**Exercise goal**
Search the entries below for "Debug". Report each line where it occurs.

[Supplied material Boundary: Start]

//! Run configuration.
//!
//! Every field has a default, so an empty file (or no file) is valid. Files
//! ending in `.yaml`/`.yml` are read as YAML, anything else as JSON.

use std::collections::BTreeMap;
use std::path::{Path, PathBuf};

use anyhow::{Context, Result};
use serde::{Deserialize, Serialize};

use crate::compiler::DEFAULT_CLANG_ARGS;
use crate::services::{AliasPolicy, AliasTable, NameResolver, Rebinder};

/// How to invoke the header compiler.
#[derive(Debug, Clone, PartialEq, Eq, Serialize, Deserialize)]
#[serde(default)]
pub struct CompilerConfig {
    /// Explicit compiler path. When absent, `CLANG_BIN` or `clang` is used.
    #[serde(skip_serializing_if = "Option::is_none")]
    pub program: Option<PathBuf>,
    pub args: Vec<String>,
}

impl Default for CompilerConfig {
    fn default() -> Self {
        Self { program: None, args: DEFAULT_CLANG_ARGS.iter().map(|a| a.to_string()).collect() }
    }
}

#[derive(Debug, Clone, Default, PartialEq, Eq, Serialize, Deserialize)]
#[serde(default)]
pub struct H2llConfig {
    pub compiler: CompilerConfig,
    /// Policy for several addresses resolving to one function.
    pub aliasing: AliasPolicy,
    /// Extra mangled-name → header-name aliases, on top of the built-ins.
    pub aliases: BTreeMap<String, String>,
}

impl H2llConfig {
    /// Alias table with built-ins plus configured extras (extras win).
    pub fn alias_table(&self) -> AliasTable {
        let mut table = AliasTable::builtin();
        table.extend(self.aliases.iter().map(|(k, v)| (k.clone(), v.clone())));
        table
    }

    pub fn rebinder(&self) -> Rebinder {
        Rebinder::new(NameResolver::with_demangler(self.alias_table()), self.aliasing)
    }
}

/// Load a configuration file from disk.
pub fn load_config(path: &Path) -> Result<H2llConfig> {
    let body = std::fs::read_to_string(path)
        .with_context(|| format!("Failed to read config at {}", path.display()))?;
    let is_yaml =
        matches!(path.extension().and_then(|e| e.to_str()), Some("yaml") | Some("yml"));
    let config = if is_yaml {
        serde_yaml::from_str(&body).context("Failed to parse config YAML")?
    } else {
        serde_json::from_str(&body).context("Failed to parse config JSON")?
    };
    Ok(config)
}

#[cfg(test)]
mod tests {
    use super::*;

    #[test]
    fn empty_json_yields_defaults() {
        let config: H2llConfig = serde_json::from_str("{}").unwrap();
        assert_eq!(config, H2llConfig::default());
        assert_eq!(config.compiler.args.first().map(String::as_str), Some("-m32"));
        assert_eq!(config.aliasing, AliasPolicy::Allow);
    }

    #[test]
    fn configured_aliases_extend_builtins() {
        let config: H2llConfig =
            serde_json::from_str(r#"{"aliases": {"??0Foo@@QAE@XZ": "Foo_ctor"}}"#).unwrap();
        assert_eq!(config.alias_table().len(), 3);
    }
}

[Supplied material Boundary: End]

**Answer section**
#[derive(Debug, Clone, PartialEq, Eq, Serialize, Deserialize)]
#[derive(Debug, Clone, Default, PartialEq, Eq, Serialize, Deserialize)]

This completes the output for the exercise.